Friday, November 6, 2015

WATCH OUT FOR MISLEADING DATA!

The Social Security Administration, the agency managing the largest Ponzi scheme in the world that some would call the "mother of all Ponzi schemes", has just released data on the wage and income compensation paid to workers in 2014. The data is somewhat interesting, mostly from a curiosity angle since its analytical value is minimal. Nonetheless, I think it's worthwhile reviewing it, and pointing to its limitations since the data may easily lead the unwary to incorrect conclusions. In fact, I've seen a couple of references to this data drawing incorrect comparison to poverty levels.

The data shows the total wage income of individuals that is subject to social security payments. You can look at the raw data for last year here: https://www.ssa.gov/cgi-bin/netcomp.cgi?year=2014. Data for previous years is also available in the same web page.

The chart to the right shows on the horizontal axis the wages and income paid to all workers in the U.S. in 2014, in ranges of five thousand dollars up to those who earned $200,000. From that point the data are grouped into $50,000 ranges up to the million dollar mark, etc. On the vertical axis is the number of workers falling within each range.

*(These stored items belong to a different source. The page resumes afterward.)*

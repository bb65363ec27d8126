use std::fmt::Display;

use fliptable_engine::{
    market_objects::{MatchResults, PoolSummary},
    market_types::{Bid, TicketCode},
    settlement_objects::TransferReceipt,
    Match,
};
use ftb_common::Usd;
use serde::{Deserialize, Serialize};

use crate::config::MarketLabels;

pub const STATUS_SUCCESS: &str = "success";
pub const STATUS_ERROR: &str = "error";
pub const SERVICE_NAME: &str = "fliptable";

#[derive(Debug, Clone, PartialEq, Eq, Serialize, Deserialize)]
pub struct JsonResponse {
    pub status: String,
    pub message: String,
}

impl JsonResponse {
    pub fn error<S: Display>(message: S) -> Self {
        Self { status: STATUS_ERROR.to_string(), message: message.to_string() }
    }
}

#[derive(Debug, Clone, PartialEq, Eq, Serialize, Deserialize)]
pub struct HealthResponse {
    pub status: String,
    pub service: String,
}

impl Default for HealthResponse {
    fn default() -> Self {
        Self { status: "ok".to_string(), service: SERVICE_NAME.to_string() }
    }
}

#[derive(Debug, Clone, PartialEq, Eq, Serialize, Deserialize)]
pub struct EscrowPoolResponse {
    pub buyer_count: usize,
    pub total_escrowed: Usd,
    pub avg_bid: Usd,
    pub location: String,
    pub food_type: String,
    pub users: Vec<Bid>,
}

impl EscrowPoolResponse {
    pub fn new(summary: PoolSummary, labels: &MarketLabels) -> Self {
        Self {
            buyer_count: summary.buyer_count,
            total_escrowed: summary.total_escrowed,
            avg_bid: summary.avg_bid,
            location: labels.location.clone(),
            food_type: labels.food_type.clone(),
            users: summary.users,
        }
    }
}

#[derive(Debug, Clone, PartialEq, Eq, Serialize, Deserialize)]
pub struct RestaurantSummary {
    pub name: String,
    pub wallet_address: Option<String>,
}

#[derive(Debug, Clone, PartialEq, Serialize, Deserialize)]
pub struct MatchResultsResponse {
    pub matched: Vec<Match>,
    pub matched_count: usize,
    pub refunded: Vec<Bid>,
    pub refunded_count: usize,
    /// Bids at or above the clearing price.
    pub eligible_count: usize,
    /// Units of food the restaurant had on offer.
    pub unit_count: usize,
    pub clearing_price: Usd,
    pub restaurant_revenue: Usd,
    pub total_buyer_savings: Usd,
    pub food_saved_lbs: f64,
    pub restaurant: RestaurantSummary,
}

impl MatchResultsResponse {
    pub fn new(results: MatchResults, labels: &MarketLabels) -> Self {
        let food_saved_lbs = results.food_saved_lbs();
        let MatchResults { restaurant, allocation } = results;
        Self {
            matched_count: allocation.matched_count(),
            refunded_count: allocation.refunded_count(),
            eligible_count: allocation.eligible_count,
            unit_count: allocation.unit_count,
            clearing_price: allocation.clearing_price,
            restaurant_revenue: allocation.revenue,
            total_buyer_savings: allocation.total_savings,
            food_saved_lbs,
            restaurant: RestaurantSummary { name: restaurant.name, wallet_address: labels.wallet_address.clone() },
            matched: allocation.matched,
            refunded: allocation.refunded,
        }
    }
}

/// Body of a pickup confirmation. Older clients send the ticket as `qr_code`. When no ticket is given at all, the
/// first ticket of the round is assumed.
#[derive(Debug, Clone, Default, PartialEq, Eq, Serialize, Deserialize)]
pub struct PickupRequest {
    #[serde(alias = "qr_code", default)]
    pub ticket_code: TicketCode,
}

#[derive(Debug, Clone, PartialEq, Eq, Serialize, Deserialize)]
pub struct PickupResponse {
    pub status: String,
    pub transaction_id: String,
    pub amount: String,
}

impl From<TransferReceipt> for PickupResponse {
    fn from(receipt: TransferReceipt) -> Self {
        Self { status: STATUS_SUCCESS.to_string(), transaction_id: receipt.transaction_id, amount: receipt.amount }
    }
}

We can see the first point on the left represents 22.5 million workers, earning each under $5,000 a year; this is just over 14% of the workers. Wow, is the data telling me that one out of seven workers in the U.S. made less than $5,000 last year? Things are pretty bad then.

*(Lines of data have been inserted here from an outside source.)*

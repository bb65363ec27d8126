use std::{
    fmt,
    fmt::{Debug, Display},
};

/// Wraps credentials (API keys, wallet ids) so that they never show up in logs or `Debug` output by accident.
/// Use [`Secret::reveal`] at the single point where the raw value is needed.
#[derive(Clone, Default)]
pub struct Secret<T>
where T: Clone + Default
{
    value: T,
}

impl<T: Clone + Default> Secret<T> {
    pub fn new(value: T) -> Self {
        Self { value }
    }

    pub fn reveal(&self) -> &T {
        &self.value
    }
}

impl<T: Clone + Default> From<T> for Secret<T> {
    fn from(value: T) -> Self {
        Self::new(value)
    }
}

impl<T: Clone + Default> Debug for Secret<T> {
    fn fmt(&self, f: &mut fmt::Formatter<'_>) -> fmt::Result {
        f.write_str("****")
    }
}

impl<T: Clone + Default> Display for Secret<T> {
    fn fmt(&self, f: &mut fmt::Formatter<'_>) -> fmt::Result {
        f.write_str("****")
    }
}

Well, not really. This is where the data is misleading if it's interpreted wrongly. First of all, the data includes all workers; teenagers working part time in the Summer, retired workers who also work part time in temporary jobs, housewives and others who take temporary jobs around the Christmas season, etc. Secondly, many of these workers are not the primary income earners in a household, they may have a spouse who is the main income earner in the family. That is, this is not the normal household or family income data that is more meaningful for analysis. For instance, the median household income is currently about $53,000, but using the Social Security data we find that the median compensation per person is about $44,500- the difference is made by other working persons living in the same household who presumably contribute to the household's economic wellbeing.

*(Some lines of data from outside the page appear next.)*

//! # Allocator
//!
//! Clears a bid pool against a restaurant's inventory at a single clearing price.
//!
//! 1. Bids with `amount_escrowed >= clearing_price` are *eligible*.
//! 2. Eligible bids are ranked by amount, highest first. The sort is stable, so equal bids keep their pool order.
//! 3. Inventory lines are expanded into individual units, in input order.
//! 4. The top `min(eligible, units)` bids are matched. The i-th matched bid receives the i-th unit and ticket
//!    `FLIP-(1000 + i)`, and pays the clearing price. The difference between the escrowed amount and the clearing price
//!    is the buyer's saving.
//! 5. Everyone else is refunded, according to the [`RefundPolicy`].
//!
//! Allocation never fails and never mutates its inputs. Identical inputs always give identical outputs.
use std::{
    fmt::{Display, Formatter},
    str::FromStr,
};

use ftb_common::Usd;
use log::*;
use serde::{Deserialize, Serialize};

use crate::market_types::{Bid, InventoryLine, TicketCode};

/// Item label used if a matched buyer has no unit to receive. `min(eligible, units)` makes this unreachable, but the
/// allocator must not panic on it.
pub const FALLBACK_ITEM_LABEL: &str = "Pizza";

/// Which bids are reported as refunded after an allocation round.
#[derive(Debug, Clone, Copy, Default, PartialEq, Eq, Serialize, Deserialize)]
#[serde(rename_all = "snake_case")]
pub enum RefundPolicy {
    /// Every bid in the pool that did not win a unit, in pool order. Matched and refunded bids partition the pool.
    #[default]
    Unmatched,
    /// The bids in the pool past position `unit_count`, regardless of which bids were matched. This reproduces the
    /// behaviour of the first FlipTable release. Because it ignores the bid ranking it can report a matched buyer as
    /// refunded, or omit an unmatched one.
    PositionalTail,
}

impl Display for RefundPolicy {
    fn fmt(&self, f: &mut Formatter<'_>) -> std::fmt::Result {
        match self {
            Self::Unmatched => f.write_str("unmatched"),
            Self::PositionalTail => f.write_str("positional"),
        }
    }
}

impl FromStr for RefundPolicy {
    type Err = String;

    fn from_str(s: &str) -> Result<Self, Self::Err> {
        match s.trim().to_lowercase().as_str() {
            "unmatched" => Ok(Self::Unmatched),
            "positional" | "positional_tail" | "legacy" => Ok(Self::PositionalTail),
            other => Err(format!("'{other}' is not a refund policy. Use 'unmatched' or 'positional'.")),
        }
    }
}

/// A buyer that won a unit.
#[derive(Debug, Clone, PartialEq, Eq, Serialize, Deserialize)]
pub struct Match {
    pub user_id: String,
    pub name: String,
    pub item: String,
    pub price: Usd,
    pub original_bid: Usd,
    pub savings: Usd,
    pub ticket_code: TicketCode,
}

#[derive(Debug, Clone, Default, PartialEq, Eq, Serialize, Deserialize)]
pub struct AllocationResult {
    pub matched: Vec<Match>,
    pub refunded: Vec<Bid>,
    pub clearing_price: Usd,
    pub revenue: Usd,
    pub total_savings: Usd,
    pub eligible_count: usize,
    pub unit_count: usize,
}

impl AllocationResult {
    pub fn matched_count(&self) -> usize {
        self.matched.len()
    }

    pub fn refunded_count(&self) -> usize {
        self.refunded.len()
    }
}

/// Expands inventory lines into one label per sellable unit, preserving line order. The iterator is lazy, so callers
/// should `take` only the units they need.
pub fn expand_inventory(inventory: &[InventoryLine]) -> impl Iterator<Item = &str> {
    inventory.iter().flat_map(|line| std::iter::repeat(line.item.as_str()).take(line.quantity))
}

/// Total number of units across all lines. Saturates rather than overflowing on absurd quantities.
pub fn total_units(inventory: &[InventoryLine]) -> usize {
    inventory.iter().fold(0usize, |acc, line| acc.saturating_add(line.quantity))
}

/// Runs one allocation round. See the [module documentation](self) for the rules.
pub fn allocate(
    bids: &[Bid],
    inventory: &[InventoryLine],
    clearing_price: Usd,
    policy: RefundPolicy,
) -> AllocationResult {
    let unit_count = total_units(inventory);
    // Pool positions are kept alongside each bid so that refunds can be computed by identity, not by value.
    let mut eligible =
        bids.iter().enumerate().filter(|(_, bid)| bid.amount_escrowed >= clearing_price).collect::<Vec<_>>();
    // `sort_by` is stable, so ties keep pool order
    eligible.sort_by(|(_, a), (_, b)| b.amount_escrowed.cmp(&a.amount_escrowed));
    let match_count = eligible.len().min(unit_count);
    trace!(
        "⚖️ {} bids, {} eligible at {clearing_price}, {unit_count} units. Matching {match_count}",
        bids.len(),
        eligible.len()
    );
    let units = expand_inventory(inventory).take(match_count).collect::<Vec<&str>>();

    let winners = &eligible[..match_count];
    let matched = winners
        .iter()
        .enumerate()
        .map(|(i, (_, bid))| {
            let item = units.get(i).copied().unwrap_or(FALLBACK_ITEM_LABEL);
            Match {
                user_id: bid.user_id.clone(),
                name: bid.name.clone(),
                item: item.to_string(),
                price: clearing_price,
                original_bid: bid.amount_escrowed,
                savings: bid.amount_escrowed - clearing_price,
                ticket_code: TicketCode::for_position(i),
            }
        })
        .collect::<Vec<Match>>();

    let refunded: Vec<Bid> = match policy {
        RefundPolicy::Unmatched => {
            let mut won = vec![false; bids.len()];
            winners.iter().for_each(|(pos, _)| won[*pos] = true);
            bids.iter().zip(won).filter(|(_, won)| !won).map(|(bid, _)| bid.clone()).collect()
        },
        RefundPolicy::PositionalTail => bids.iter().skip(unit_count).cloned().collect(),
    };

    #[allow(clippy::cast_possible_wrap)]
    let revenue = clearing_price * matched.len() as i64;
    let total_savings = matched.iter().map(|m| m.savings).sum();
    debug!(
        "⚖️ Allocation complete. {} matched, {} refunded ({policy}), revenue {revenue}, buyer savings {total_savings}",
        matched.len(),
        refunded.len()
    );
    AllocationResult {
        matched,
        refunded,
        clearing_price,
        revenue,
        total_savings,
        eligible_count: eligible.len(),
        unit_count,
    }
}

Comparisons to other data, such as poverty levels for instance, should not be made using these data. Poverty levels are usually meaningful only in terms of the number of persons who live within a family, while the social security data above does not provide a hint whether the person is living alone or with other members. If one were to use these data to estimate the number of people who are below the poverty level, we get that about 40.5 million individuals fall below the poverty line of $11,670 for one individual- this is 25% of the wage earners. But this is the wrong conclusion, as I said, because that individual may or may not be part of a larger family.


However an interesting comparison is to see how the data changes over time. The chart to the right displays the changes in the number of wage earners over the ten years ended in 2014. The horizontal axis displays data for individuals making less than $100 thousand, split again in groups of $5,000 each. The bars highlight changes over two 5-year periods; one is the change from 2004 to 2009 shown in the blue bars, and from 2009 to 2014 in the red bars.
It is immediately apparent that the number of individuals earning less than $35,000 fell over the ten-year period; it fell by nearly 8.4 million workers (although it's hard to discern that from the graph alone.) The graph suggests that most of that change occurred between 2004 and 2009, when in fact the number of individuals making less than $35,000 fell by 6.9 million.

Another caution with the data can be inferred from the last paragraph and chart. Yes, the number of workers earning less than $35,000 fell sharply; this is not necessarily because their incomes improved but because many of them lost their jobs as a consequence of the 2008-2009 recession.